Again, as I look at the video very objectively, with my engineering hat on as opposed to my bodybuilder one, I think about his thesis and it all comes together for me.
He states that we cannot get maximum work capability from the legs because the back is the one transferring the force. While I completely agree that the conventional squat involves the lower back a great deal, the squat is not an exercise that only targets the back as the legs have to work in conjunction with the back to lift the weight. It is a basic multi-joint leg exercise and that is the nature of the lift. Thus, while the maximum work capability of the legs is not at 100%, to conclude that the squat only works the lower back is erroneous. To me, this is no different than saying that the bench press is a bad exercise for the chest because we cannot get maximum work capability from the pecs due to the fact that the shoulders and triceps have to transfer a significant amount of the force. Again, with all due respect to the coach, all basic multi-jointed exercises have a force transfer factor.
In order to minimize the lower back work of the squat I always advise to choose a weight for the prescribed repetition range that feels comfortable to the lower back. In this manner, you focus on pushing the weight with the legs while minimizing the work of the lower back.
While the lower back plays a large role (and a very limiting factor in the amount of weight that you can do on the squat) this does not mean that the squat is strictly a lower back exercise and that it should be discontinued from your leg workouts. That is where I have a serious disagreement. The legs still play a very significant role in the lifting of the weight.

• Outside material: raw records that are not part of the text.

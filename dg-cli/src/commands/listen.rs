//! Listen command - hold a connection open and print device events.

use console::style;
use dialoguer::Input;
use tokio::sync::broadcast::error::RecvError;
use tracing::error;

use dg_core::config::ConfigHandle;
use dg_core::error::{DgError, DgResult};
use dg_socket::{ConnectionStatusKind, DeviceEvent, DeviceEventType};

use crate::OutputFormat;

/// Which events `listen` prints.
#[derive(Debug, Clone, Copy, Default)]
pub struct EventFilter {
    /// Include camera frames.
    pub frames: bool,
    /// Only lock changes.
    pub doors: bool,
    /// Include replies to requests.
    pub all: bool,
}

impl EventFilter {
    /// Connection status and errors always pass.
    pub fn shows(&self, event_type: &DeviceEventType) -> bool {
        if event_type.is_lifecycle() {
            return true;
        }
        if self.doors {
            return event_type.is_door_event();
        }
        if *event_type == DeviceEventType::Frame {
            return self.frames;
        }
        self.all || event_type.is_push()
    }
}

/// Run the listen command.
pub async fn run(
    config: ConfigHandle,
    address: Option<String>,
    save: bool,
    filter: EventFilter,
    format: OutputFormat,
) -> DgResult<()> {
    // Determine address: arg > config > interactive prompt
    let addr = match address {
        Some(a) => a,
        None => {
            let current = config.read().await.server.address.clone();
            if current.trim().is_empty() {
                Input::<String>::new()
                    .with_prompt("Device address")
                    .interact_text()
                    .map_err(|e| DgError::Internal(e.to_string()))?
            } else {
                current
            }
        }
    };
    config.write().await.server.address = addr.trim().to_string();

    let client = super::create_client(&config).await?;
    let mut rx = client.events();

    println!(
        "{} Connecting to {}...",
        style("[1/2]").bold().dim(),
        client.target()
    );
    client.connect();

    // Wait for the first lifecycle verdict.
    loop {
        match rx.recv().await {
            Ok(ev) => {
                if let Some(status) = ev.as_connection_status() {
                    match status.status {
                        ConnectionStatusKind::Connected => break,
                        ConnectionStatusKind::Disconnected => println!(
                            "  {} Attempt {} failed, retrying in {}ms",
                            style("RETRY").yellow(),
                            status.attempt.unwrap_or(0),
                            status.retry_in_ms.unwrap_or(0)
                        ),
                        ConnectionStatusKind::Failed => {
                            let message = status.message.unwrap_or_default();
                            println!("  {} {message}", style("FAIL").red().bold());
                            return Err(DgError::NotConnected);
                        }
                    }
                } else if let Some(err) = ev.as_error() {
                    println!("  {} {}", style("ERROR").red(), err.message);
                }
            }
            Err(RecvError::Lagged(_)) => continue,
            Err(RecvError::Closed) => return Err(DgError::NotConnected),
        }
    }
    println!("  {} Connected.", style("OK").green().bold());

    if save {
        config.save_address(&addr).await?;
        println!("  {} Address saved.", style("OK").green());
    }

    println!(
        "{} Listening for events... (Ctrl+C to stop)",
        style("[2/2]").bold().dim(),
    );
    println!();
    client.request_status();

    loop {
        tokio::select! {
            event = rx.recv() => {
                match event {
                    Ok(ev) => {
                        if !filter.shows(&ev.event_type) {
                            continue;
                        }
                        print_event(&ev, format);
                        if ev
                            .as_connection_status()
                            .is_some_and(|s| s.status == ConnectionStatusKind::Failed)
                        {
                            error!("device unreachable, giving up");
                            break;
                        }
                    }
                    Err(RecvError::Lagged(n)) => {
                        println!(
                            "  {} Missed {n} events (slow consumer)",
                            style("WARN").yellow()
                        );
                    }
                    Err(RecvError::Closed) => break,
                }
            }
            _ = tokio::signal::ctrl_c() => {
                println!("\n  Disconnecting...");
                client.disconnect();
                break;
            }
        }
    }

    Ok(())
}

fn print_event(ev: &DeviceEvent, format: OutputFormat) {
    if let OutputFormat::Json = format {
        println!(
            "{}",
            serde_json::json!({"type": ev.event_type.as_str(), "data": ev.data})
        );
        return;
    }

    let tag = style(format!("[{}]", ev.event_type.as_str())).cyan();
    let line = describe(ev).unwrap_or_else(|| ev.data.to_string());
    println!("  {tag} {line}");
}

/// One-line summary for the events worth reading.
fn describe(ev: &DeviceEvent) -> Option<String> {
    match ev.event_type {
        DeviceEventType::DoorStatus => ev.as_door_status().map(|s| {
            if s.is_unlocked {
                "door is unlocked".to_string()
            } else {
                "door is locked".to_string()
            }
        }),
        DeviceEventType::Recognition => ev.as_recognition().map(|r| {
            format!(
                "{} ({}) {}",
                r.name,
                super::format_confidence(r.confidence),
                if r.is_authorized { "authorized" } else { "denied" }
            )
        }),
        DeviceEventType::DoorUnlocked => ev.as_door_unlocked().map(|u| {
            let who = u.user.unwrap_or_else(|| "manual".into());
            match u.duration {
                Some(secs) => format!("unlocked by {who} for {secs}s"),
                None => format!("unlocked by {who}"),
            }
        }),
        DeviceEventType::Frame => ev.as_frame().map(|f| {
            let names: Vec<_> = f.results.faces.iter().map(|face| face.name.as_str()).collect();
            if names.is_empty() {
                "no faces".to_string()
            } else {
                names.join(", ")
            }
        }),
        DeviceEventType::SystemRebooting => ev.as_system_rebooting().map(|r| r.message),
        DeviceEventType::ConnectionStatus => ev.as_connection_status().map(|s| match s.status {
            ConnectionStatusKind::Connected => "connected".to_string(),
            ConnectionStatusKind::Disconnected => match s.retry_in_ms {
                Some(ms) => format!("disconnected, retrying in {ms}ms"),
                None => "disconnected".to_string(),
            },
            ConnectionStatusKind::Failed => s.message.unwrap_or_else(|| "failed".into()),
        }),
        DeviceEventType::Error => ev.as_error().map(|e| e.message),
        _ => None,
    }
}

#[cfg(test)]
mod tests {
    use super::*;

    #[test]
    fn test_default_filter_shows_pushes_only() {
        let filter = EventFilter::default();
        assert!(filter.shows(&DeviceEventType::Recognition));
        assert!(filter.shows(&DeviceEventType::ConnectionStatus));
        assert!(!filter.shows(&DeviceEventType::Frame));
        assert!(!filter.shows(&DeviceEventType::UsersList));
    }

    #[test]
    fn test_door_filter() {
        let filter = EventFilter { doors: true, ..Default::default() };
        assert!(filter.shows(&DeviceEventType::DoorUnlocked));
        assert!(filter.shows(&DeviceEventType::Error));
        assert!(!filter.shows(&DeviceEventType::Recognition));
        assert!(!filter.shows(&DeviceEventType::Frame));
    }

    #[test]
    fn test_all_and_frames() {
        let filter = EventFilter { all: true, ..Default::default() };
        assert!(filter.shows(&DeviceEventType::UnlockResponse));
        assert!(!filter.shows(&DeviceEventType::Frame));

        let filter = EventFilter { frames: true, ..Default::default() };
        assert!(filter.shows(&DeviceEventType::Frame));
    }
}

Now, if a person has serious lower back problems I would not hesitate to modify the leg workouts and substitute the squats for various lunges or a belt squat where you put the weight on a weight belt and do the exercise with your legs on two different raised platforms. Just because I feel that the traditional squat is an excellent leg developer, one thing I do agree with the coach is that there are many other good basic exercises such as the lunges. However, to eliminate traditional squatting on a healthy athlete on the belief that the squat is just a lower back exercise is, in my opinion, a huge mistake. If the traditional squat is just a lower back exercise, then why is it that when you look at the physiques of powerlifters, they have an incredible amount of muscle on their legs? Also, from personal experience in training myself and training others, a traditional squat that is executed properly and with the right amount of weight will never cease to deliver results in the form of added inches to your legs.